DATA FOR PROCESSING: Begin

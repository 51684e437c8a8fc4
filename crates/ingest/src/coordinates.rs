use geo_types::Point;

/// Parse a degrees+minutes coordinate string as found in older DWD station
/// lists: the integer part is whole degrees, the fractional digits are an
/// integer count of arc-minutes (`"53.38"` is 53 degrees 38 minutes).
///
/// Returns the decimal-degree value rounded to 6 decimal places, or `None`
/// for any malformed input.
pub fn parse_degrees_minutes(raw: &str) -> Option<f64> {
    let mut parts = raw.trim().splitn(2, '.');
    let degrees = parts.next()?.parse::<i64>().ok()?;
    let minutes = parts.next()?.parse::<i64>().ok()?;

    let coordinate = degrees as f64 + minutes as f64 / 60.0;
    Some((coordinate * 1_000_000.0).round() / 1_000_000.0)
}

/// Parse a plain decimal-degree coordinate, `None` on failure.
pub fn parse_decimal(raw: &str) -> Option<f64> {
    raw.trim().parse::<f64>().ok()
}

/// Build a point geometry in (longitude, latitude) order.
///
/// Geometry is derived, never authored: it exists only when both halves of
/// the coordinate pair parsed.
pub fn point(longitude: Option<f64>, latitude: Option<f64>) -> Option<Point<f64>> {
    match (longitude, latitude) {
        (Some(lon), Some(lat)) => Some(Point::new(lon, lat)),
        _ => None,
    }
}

DATA FOR PROCESSING: End
DATA FOR PROCESSING: Begin

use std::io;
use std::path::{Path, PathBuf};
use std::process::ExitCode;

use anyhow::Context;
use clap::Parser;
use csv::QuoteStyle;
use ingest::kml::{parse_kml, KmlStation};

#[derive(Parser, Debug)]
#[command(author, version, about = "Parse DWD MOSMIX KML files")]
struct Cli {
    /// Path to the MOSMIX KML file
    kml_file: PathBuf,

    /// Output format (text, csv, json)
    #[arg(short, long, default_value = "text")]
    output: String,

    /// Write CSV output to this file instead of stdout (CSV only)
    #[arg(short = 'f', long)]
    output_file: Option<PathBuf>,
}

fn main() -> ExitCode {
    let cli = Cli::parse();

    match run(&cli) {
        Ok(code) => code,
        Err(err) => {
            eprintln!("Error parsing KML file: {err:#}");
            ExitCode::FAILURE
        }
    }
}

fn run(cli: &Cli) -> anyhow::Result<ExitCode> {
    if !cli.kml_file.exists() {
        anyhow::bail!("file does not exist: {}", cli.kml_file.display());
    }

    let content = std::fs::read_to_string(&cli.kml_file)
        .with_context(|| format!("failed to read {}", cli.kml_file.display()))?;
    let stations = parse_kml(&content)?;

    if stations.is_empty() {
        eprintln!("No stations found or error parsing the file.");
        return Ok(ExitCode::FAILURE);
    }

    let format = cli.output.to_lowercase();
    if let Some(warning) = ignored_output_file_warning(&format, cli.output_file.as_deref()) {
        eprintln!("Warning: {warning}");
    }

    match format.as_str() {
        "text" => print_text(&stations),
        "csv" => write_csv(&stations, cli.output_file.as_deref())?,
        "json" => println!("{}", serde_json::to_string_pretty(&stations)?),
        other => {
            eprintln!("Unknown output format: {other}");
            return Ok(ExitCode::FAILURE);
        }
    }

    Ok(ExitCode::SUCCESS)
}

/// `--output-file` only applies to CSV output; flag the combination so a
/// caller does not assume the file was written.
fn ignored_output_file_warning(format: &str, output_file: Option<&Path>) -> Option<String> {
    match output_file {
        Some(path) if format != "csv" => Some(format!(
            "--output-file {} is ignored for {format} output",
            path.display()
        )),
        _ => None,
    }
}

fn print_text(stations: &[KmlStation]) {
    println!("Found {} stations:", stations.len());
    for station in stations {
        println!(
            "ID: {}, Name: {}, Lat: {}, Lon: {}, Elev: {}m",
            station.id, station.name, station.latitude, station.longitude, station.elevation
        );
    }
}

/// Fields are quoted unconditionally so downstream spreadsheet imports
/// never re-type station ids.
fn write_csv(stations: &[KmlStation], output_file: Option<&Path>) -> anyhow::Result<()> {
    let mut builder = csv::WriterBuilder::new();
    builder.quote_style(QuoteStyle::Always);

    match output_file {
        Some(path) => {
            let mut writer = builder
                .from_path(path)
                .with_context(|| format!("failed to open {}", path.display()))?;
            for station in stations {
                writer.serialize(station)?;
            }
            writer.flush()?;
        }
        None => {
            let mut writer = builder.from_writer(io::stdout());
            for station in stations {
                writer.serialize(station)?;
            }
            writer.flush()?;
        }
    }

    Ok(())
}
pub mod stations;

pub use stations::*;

DATA FOR PROCESSING: End

TASK STATEMENT. All lines above holding the word "builder" make up the answer; copy each one.

FINAL ANSWER.
    let mut builder = csv::WriterBuilder::new();
    builder.quote_style(QuoteStyle::Always);
            let mut writer = builder
            let mut writer = builder.from_writer(io::stdout());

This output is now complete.